Honesty Is A Marketer’s Best Friend

Plenty of people have written online marketing guides about how to sell a product or promote a brand. Many marketers focus on the best ways to use social media and SEO, or how to network. Too many of these guides miss one of the best tools in a marketer’s toolbox: honesty.

Customers are savvy. Whether a marketer’s promoting a social media site or online timecard software, their audience is going to know if they’re being lied to. The consequences of lying can be devastating. A company risks losing a lot of business if they get caught in a lie.

Some marketers think that it’s OK if they just bend the truth. But exaggerations are risky. Even if a product is great, if a customer was given false claims about what it does, they’re bound to feel disappointed and deceived.

The advent of social media means that news travels fast. Everybody on the Internet loves a scandal. If marketers lie to one set of customers, they should assume that others will find out.

Moreover, being honest to customers means that customers are that much more likely to trust a company. This doesn’t mean that marketers should show off their time clock software’s shortcomings and weaknesses. Instead, marketers should spin a positive story while being straightforward and truthful about what a product does or does not do.

Marketers need to put themselves in the customers’ shoes. They need to consider things like how a customer would feel if they were lied to. A customer who’s been lied to is far less likely to trust a brand and buy a product again. They might tell their friends about what happened, or call news media or even a regulatory agency.

It’s easy to lose that kind of emotional connection with customers when working in the industry. But empathy is important to good marketing. Marketers do their best work when they’ve connected with their customers’ desires, motivations, and needs — and customers want to hear the truth.

Finally, it’s easy to lose sight of what made a person get into the marketing industry in the first place. Some people might assume that everybody in marketing is a liar. If this were true, it would mean that it’s OK or even necessary to lie, in order to survive in the industry.

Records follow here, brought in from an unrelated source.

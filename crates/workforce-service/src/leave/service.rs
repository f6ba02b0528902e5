//! Leave request engine: filing, scoped listing, detail, and decisions.
//!
//! Visibility rules:
//!
//! - an `employee` caller files, lists, and views only their own requests,
//!   whatever ids the request carries;
//! - an `admin` caller may file on behalf of any account, list any
//!   employee's requests, view any request, and approve or reject.
//!
//! `Approved` and `Rejected` are terminal. Repeating the decision that
//! produced the current status succeeds; the opposite decision conflicts.

use std::sync::Arc;

use chrono::NaiveDate;
use tracing::info;
use uuid::Uuid;

use workforce_auth::rbac::RbacEnforcer;
use workforce_core::error::AppError;
use workforce_core::types::pagination::{PageRequest, PageResponse};
use workforce_core::types::{AccountId, LeaveId};
use workforce_database::repositories::LeaveRepository;
use workforce_entity::account::Role;
use workforce_entity::leave::{
    CreateLeave, LeaveDecision, LeaveFilter, LeaveRequest, LeaveStatus, LeaveType, LeaveView,
};

use crate::context::RequestContext;
use crate::employee::EmployeeDirectory;

/// Input for filing a leave request.
#[derive(Debug, Clone)]
pub struct NewLeave {
    /// Account to file for; admins only, employees may only name themselves.
    pub user_id: Option<AccountId>,
    /// Leave type label, e.g. `"Annual Leave"`.
    pub leave_type: String,
    /// First day off.
    pub start_date: NaiveDate,
    /// Last day off.
    pub end_date: NaiveDate,
    /// Justification.
    pub reason: String,
}

/// Raw listing filters as received from the query string.
#[derive(Debug, Clone, Default)]
pub struct LeaveQuery {
    /// Status label.
    pub status: Option<String>,
    /// Leave type label.
    pub leave_type: Option<String>,
}

impl LeaveQuery {
    /// Parse labels into a typed filter. Blank values mean "any".
    pub fn parse(&self) -> Result<LeaveFilter, AppError> {
        let status = non_blank(self.status.as_deref())
            .map(str::parse::<LeaveStatus>)
            .transpose()?;
        let leave_type = non_blank(self.leave_type.as_deref())
            .map(str::parse::<LeaveType>)
            .transpose()?;
        Ok(LeaveFilter { status, leave_type })
    }
}

fn non_blank(value: Option<&str>) -> Option<&str> {
    value.map(str::trim).filter(|v| !v.is_empty())
}

/// The leave request engine.
#[derive(Clone)]
pub struct LeaveService {
    leaves: Arc<dyn LeaveRepository>,
    directory: Arc<EmployeeDirectory>,
    rbac: Arc<RbacEnforcer>,
}

impl std::fmt::Debug for LeaveService {
    fn fmt(&self, f: &mut std::fmt::Formatter<'_>) -> std::fmt::Result {
        f.debug_struct("LeaveService").finish_non_exhaustive()
    }
}

impl LeaveService {
    /// Creates a new leave service.
    pub fn new(
        leaves: Arc<dyn LeaveRepository>,
        directory: Arc<EmployeeDirectory>,
        rbac: Arc<RbacEnforcer>,
    ) -> Self {
        Self {
            leaves,
            directory,
            rbac,
        }
    }

    /// File a new `Pending` request.
    pub async fn create(
        &self,
        ctx: &RequestContext,
        req: NewLeave,
    ) -> Result<LeaveRequest, AppError> {
        let owner = match ctx.role {
            Role::Employee => match req.user_id {
                Some(id) if id != ctx.account_id => {
                    return Err(AppError::forbidden(
                        "Employees may only file leave for themselves",
                    ));
                }
                _ => ctx.account_id,
            },
            Role::Admin => req.user_id.unwrap_or(ctx.account_id),
        };

        let leave_type: LeaveType = req.leave_type.parse()?;
        if req.start_date > req.end_date {
            return Err(AppError::validation(
                "Start date must be on or before end date",
            ));
        }
        let reason = req.reason.trim();
        if reason.is_empty() {
            return Err(AppError::validation("Reason is required"));
        }

        let profile = self.directory.resolve_by_account(owner).await?;
        let leave = self
            .leaves
            .create(&CreateLeave {
                employee_id: profile.id,
                leave_type,
                start_date: req.start_date,
                end_date: req.end_date,
                reason: reason.to_string(),
            })
            .await?;

        info!(
            leave_id = %leave.id,
            employee_id = %profile.id,
            filed_by = %ctx.account_id,
            leave_type = %leave.leave_type,
            days = leave.duration_days(),
            "Leave request filed"
        );
        Ok(leave)
    }

    /// One employee's requests, newest first.
    ///
    /// For an employee caller `target` is ignored and their own profile is used.
    pub async fn list(
        &self,
        ctx: &RequestContext,
        target: Uuid,
        query: &LeaveQuery,
        page: &PageRequest,
    ) -> Result<PageResponse<LeaveRequest>, AppError> {
        let filter = query.parse()?;
        let profile = self.directory.resolve_target(ctx, target).await?;
        self.leaves
            .list_for_employee(profile.id, &filter, page)
            .await
    }

    /// Every request in the system (admin).
    pub async fn list_all(&self, ctx: &RequestContext) -> Result<Vec<LeaveView>, AppError> {
        self.rbac.require_admin(ctx.role)?;
        self.leaves.list_all().await
    }

    /// One request with the owner's display fields.
    pub async fn detail(&self, ctx: &RequestContext, id: LeaveId) -> Result<LeaveView, AppError> {
        let view = self
            .leaves
            .find_view(id)
            .await?
            .ok_or_else(|| AppError::not_found(format!("Leave request {id} not found")))?;
        if !ctx.is_admin() && view.account_id != ctx.account_id {
            return Err(AppError::forbidden(
                "You may only view your own leave requests",
            ));
        }
        Ok(view)
    }

    /// Approve a pending request (admin).
    pub async fn approve(&self, ctx: &RequestContext, id: LeaveId) -> Result<LeaveRequest, AppError> {
        self.decide(ctx, id, LeaveDecision::Approve).await
    }

    /// Reject a pending request (admin).
    pub async fn reject(&self, ctx: &RequestContext, id: LeaveId) -> Result<LeaveRequest, AppError> {
        self.decide(ctx, id, LeaveDecision::Reject).await
    }

    async fn decide(
        &self,
        ctx: &RequestContext,
        id: LeaveId,
        decision: LeaveDecision,
    ) -> Result<LeaveRequest, AppError> {
        self.rbac.require_admin(ctx.role)?;
        let leave = self.leaves.decide(id, decision).await?;
        info!(
            leave_id = %id,
            admin_id = %ctx.account_id,
            decision = decision.verb(),
            status = %leave.status,
            "Leave request decided"
        );
        Ok(leave)
    }
}

#[cfg(test)]
mod tests {
    use chrono::NaiveDate;
    use uuid::Uuid;

    use workforce_core::ErrorKind;
    use workforce_core::types::pagination::PageRequest;
    use workforce_core::types::{AccountId, LeaveId};
    use workforce_entity::leave::LeaveStatus;

    use super::{LeaveQuery, NewLeave};
    use crate::testing::Fixture;

    fn date(m: u32, d: u32) -> NaiveDate {
        NaiveDate::from_ymd_opt(2024, m, d).unwrap()
    }

    fn annual(start: NaiveDate, end: NaiveDate) -> NewLeave {
        NewLeave {
            user_id: None,
            leave_type: "Annual Leave".into(),
            start_date: start,
            end_date: end,
            reason: "Family trip".into(),
        }
    }

    #[tokio::test]
    async fn test_create_is_pending_with_inclusive_duration() {
        let fx = Fixture::new();
        let (alice, _) = fx.employee_ctx("EMP-1", "alice@example.com").await;

        let leave = fx
            .leave
            .create(&alice, annual(date(1, 10), date(1, 12)))
            .await
            .unwrap();
        assert_eq!(leave.status, LeaveStatus::Pending);
        assert_eq!(leave.duration_days(), 3);
        assert_eq!(leave.created_at, leave.updated_at);
    }

    #[tokio::test]
    async fn test_reversed_dates_persist_nothing() {
        let fx = Fixture::new();
        let (alice, _) = fx.employee_ctx("EMP-1", "alice@example.com").await;

        let err = fx
            .leave
            .create(&alice, annual(date(1, 12), date(1, 10)))
            .await
            .unwrap_err();
        assert_eq!(err.kind, ErrorKind::Validation);

        let page = fx
            .leave
            .list(&alice, Uuid::nil(), &LeaveQuery::default(), &PageRequest::default())
            .await
            .unwrap();
        assert_eq!(page.pagination.total, 0);
    }

    #[tokio::test]
    async fn test_bad_type_and_blank_reason() {
        let fx = Fixture::new();
        let (alice, _) = fx.employee_ctx("EMP-1", "alice@example.com").await;

        let mut req = annual(date(1, 10), date(1, 12));
        req.leave_type = "Sabbatical".into();
        assert_eq!(
            fx.leave.create(&alice, req).await.unwrap_err().kind,
            ErrorKind::Validation
        );

        let mut req = annual(date(1, 10), date(1, 12));
        req.reason = "   ".into();
        assert_eq!(
            fx.leave.create(&alice, req).await.unwrap_err().kind,
            ErrorKind::Validation
        );
    }

    #[tokio::test]
    async fn test_employee_cannot_file_for_someone_else() {
        let fx = Fixture::new();
        let (alice, _) = fx.employee_ctx("EMP-1", "alice@example.com").await;
        let (_, bob) = fx.employee_ctx("EMP-2", "bob@example.com").await;

        let mut req = annual(date(1, 10), date(1, 12));
        req.user_id = Some(bob.profile.account_id);
        let err = fx.leave.create(&alice, req).await.unwrap_err();
        assert_eq!(err.kind, ErrorKind::Forbidden);

        let mut req = annual(date(1, 10), date(1, 12));
        req.user_id = Some(alice.account_id);
        assert!(fx.leave.create(&alice, req).await.is_ok());
    }

    #[tokio::test]
    async fn test_admin_files_on_behalf() {
        let fx = Fixture::new();
        let admin = fx.admin_ctx().await;
        let (_, bob) = fx.employee_ctx("EMP-2", "bob@example.com").await;

        let err = fx
            .leave
            .create(&admin, annual(date(1, 10), date(1, 12)))
            .await
            .unwrap_err();
        assert_eq!(err.kind, ErrorKind::NotFound);

        let mut req = annual(date(1, 10), date(1, 12));
        req.user_id = Some(bob.profile.account_id);
        let leave = fx.leave.create(&admin, req).await.unwrap();
        assert_eq!(leave.employee_id, bob.profile.id);

        let mut req = annual(date(1, 10), date(1, 12));
        req.user_id = Some(AccountId::new());
        assert_eq!(
            fx.leave.create(&admin, req).await.unwrap_err().kind,
            ErrorKind::NotFound
        );
    }

    #[tokio::test]
    async fn test_terminal_lock() {
        let fx = Fixture::new();
        let admin = fx.admin_ctx().await;
        let (alice, _) = fx.employee_ctx("EMP-1", "alice@example.com").await;
        let leave = fx
            .leave
            .create(&alice, annual(date(1, 10), date(1, 12)))
            .await
            .unwrap();

        let approved = fx.leave.approve(&admin, leave.id).await.unwrap();
        assert_eq!(approved.status, LeaveStatus::Approved);
        let again = fx.leave.approve(&admin, leave.id).await.unwrap();
        assert_eq!(again.status, LeaveStatus::Approved);

        let err = fx.leave.reject(&admin, leave.id).await.unwrap_err();
        assert_eq!(err.kind, ErrorKind::Conflict);
        let detail = fx.leave.detail(&admin, leave.id).await.unwrap();
        assert_eq!(detail.leave.status, LeaveStatus::Approved);

        let err = fx.leave.approve(&alice, leave.id).await.unwrap_err();
        assert_eq!(err.kind, ErrorKind::Forbidden);
        let err = fx.leave.approve(&admin, LeaveId::new()).await.unwrap_err();
        assert_eq!(err.kind, ErrorKind::NotFound);
    }

    #[tokio::test]
    async fn test_employee_listing_is_always_scoped() {
        let fx = Fixture::new();
        let admin = fx.admin_ctx().await;
        let (alice, alice_view) = fx.employee_ctx("EMP-1", "alice@example.com").await;
        let (bob, bob_view) = fx.employee_ctx("EMP-2", "bob@example.com").await;
        fx.leave
            .create(&alice, annual(date(1, 10), date(1, 12)))
            .await
            .unwrap();
        fx.leave
            .create(&bob, annual(date(2, 1), date(2, 2)))
            .await
            .unwrap();

        for target in [
            bob_view.profile.id.into_uuid(),
            bob_view.profile.account_id.into_uuid(),
            Uuid::new_v4(),
        ] {
            let page = fx
                .leave
                .list(&alice, target, &LeaveQuery::default(), &PageRequest::default())
                .await
                .unwrap();
            assert_eq!(page.items.len(), 1);
            assert!(page.items.iter().all(|l| l.employee_id == alice_view.profile.id));
        }

        let page = fx
            .leave
            .list(
                &admin,
                bob_view.profile.account_id.into_uuid(),
                &LeaveQuery::default(),
                &PageRequest::default(),
            )
            .await
            .unwrap();
        assert_eq!(page.items[0].employee_id, bob_view.profile.id);

        let err = fx
            .leave
            .list(&admin, Uuid::new_v4(), &LeaveQuery::default(), &PageRequest::default())
            .await
            .unwrap_err();
        assert_eq!(err.kind, ErrorKind::NotFound);
    }

    #[tokio::test]
    async fn test_detail_ownership() {
        let fx = Fixture::new();
        let (alice, _) = fx.employee_ctx("EMP-1", "alice@example.com").await;
        let (bob, _) = fx.employee_ctx("EMP-2", "bob@example.com").await;
        let leave = fx
            .leave
            .create(&alice, annual(date(1, 10), date(1, 12)))
            .await
            .unwrap();

        let view = fx.leave.detail(&alice, leave.id).await.unwrap();
        assert_eq!(view.employee_code, "EMP-1");
        let err = fx.leave.detail(&bob, leave.id).await.unwrap_err();
        assert_eq!(err.kind, ErrorKind::Forbidden);
    }

    #[tokio::test]
    async fn test_filters() {
        let fx = Fixture::new();
        let admin = fx.admin_ctx().await;
        let (alice, _) = fx.employee_ctx("EMP-1", "alice@example.com").await;
        let first = fx
            .leave
            .create(&alice, annual(date(1, 10), date(1, 12)))
            .await
            .unwrap();
        let mut sick = annual(date(3, 1), date(3, 1));
        sick.leave_type = "Sick Leave".into();
        fx.leave.create(&alice, sick).await.unwrap();
        fx.leave.approve(&admin, first.id).await.unwrap();

        let query = LeaveQuery {
            status: Some("Approved".into()),
            leave_type: None,
        };
        let page = fx
            .leave
            .list(&alice, Uuid::nil(), &query, &PageRequest::default())
            .await
            .unwrap();
        assert_eq!(page.items.len(), 1);
        assert_eq!(page.items[0].id, first.id);

        let query = LeaveQuery {
            status: None,
            leave_type: Some("Sick Leave".into()),
        };
        let page = fx
            .leave
            .list(&alice, Uuid::nil(), &query, &PageRequest::default())
            .await
            .unwrap();
        assert_eq!(page.items.len(), 1);

        let query = LeaveQuery {
            status: Some("Done".into()),
            leave_type: None,
        };
        let err = fx
            .leave
            .list(&alice, Uuid::nil(), &query, &PageRequest::default())
            .await
            .unwrap_err();
        assert_eq!(err.kind, ErrorKind::Validation);
    }
}
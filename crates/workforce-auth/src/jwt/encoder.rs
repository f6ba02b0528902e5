//! JWT token creation with configurable TTLs.

use chrono::{DateTime, Duration, Utc};
use jsonwebtoken::{EncodingKey, Header, encode};
use serde::{Deserialize, Serialize};
use uuid::Uuid;

use workforce_core::config::AuthConfig;
use workforce_core::error::AppError;
use workforce_entity::account::AccountIdentity;

use super::claims::{Claims, TokenType};

/// Creates signed HS256 access and refresh tokens.
#[derive(Clone)]
pub struct JwtEncoder {
    encoding_key: EncodingKey,
    access_ttl: Duration,
    refresh_ttl: Duration,
}

impl std::fmt::Debug for JwtEncoder {
    fn fmt(&self, f: &mut std::fmt::Formatter<'_>) -> std::fmt::Result {
        f.debug_struct("JwtEncoder")
            .field("access_ttl", &self.access_ttl)
            .field("refresh_ttl", &self.refresh_ttl)
            .finish_non_exhaustive()
    }
}

/// Result of a successful token pair generation.
#[derive(Debug, Clone, Serialize, Deserialize)]
#[serde(rename_all = "camelCase")]
pub struct TokenPair {
    /// Bearer credential for API requests.
    pub access_token: String,
    /// Credential for `POST /api/auth/refresh`.
    pub refresh_token: String,
    /// Access token expiration.
    pub access_expires_at: DateTime<Utc>,
    /// Refresh token expiration.
    pub refresh_expires_at: DateTime<Utc>,
}

impl JwtEncoder {
    /// Creates a new encoder from auth configuration.
    pub fn new(config: &AuthConfig) -> Self {
        Self {
            encoding_key: EncodingKey::from_secret(config.jwt_secret.as_bytes()),
            access_ttl: Duration::minutes(config.access_token_ttl_minutes as i64),
            refresh_ttl: Duration::hours(config.refresh_token_ttl_hours as i64),
        }
    }

    /// Generates a new access + refresh token pair for an account.
    pub fn generate_token_pair(&self, identity: &AccountIdentity) -> Result<TokenPair, AppError> {
        let now = Utc::now();
        let (access_token, access_expires_at) =
            self.sign(identity, TokenType::Access, now, self.access_ttl)?;
        let (refresh_token, refresh_expires_at) =
            self.sign(identity, TokenType::Refresh, now, self.refresh_ttl)?;

        Ok(TokenPair {
            access_token,
            refresh_token,
            access_expires_at,
            refresh_expires_at,
        })
    }

    fn sign(
        &self,
        identity: &AccountIdentity,
        token_type: TokenType,
        now: DateTime<Utc>,
        ttl: Duration,
    ) -> Result<(String, DateTime<Utc>), AppError> {
        let exp = now + ttl;
        let claims = Claims {
            sub: identity.id,
            role: identity.role,
            name: identity.name.clone(),
            iat: now.timestamp(),
            exp: exp.timestamp(),
            jti: Uuid::new_v4(),
            token_type,
        };

        let token = encode(&Header::default(), &claims, &self.encoding_key)
            .map_err(|e| AppError::internal(format!("Failed to encode {token_type:?} token: {e}")))?;
        Ok((token, exp))
    }
}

But no marketer punches their online time clock every morning, thinking excitedly about how they’re going to lie to their customers today. Though some in the outside world may not believe it, most marketers got into their business because they love spreading news about exciting products that they believe in.

Lying harms a worker’s morale, no matter what business they’re in. Being honest in one’s work is a great way to stay happy, and a marketer’s work is going to be better when they’re happy.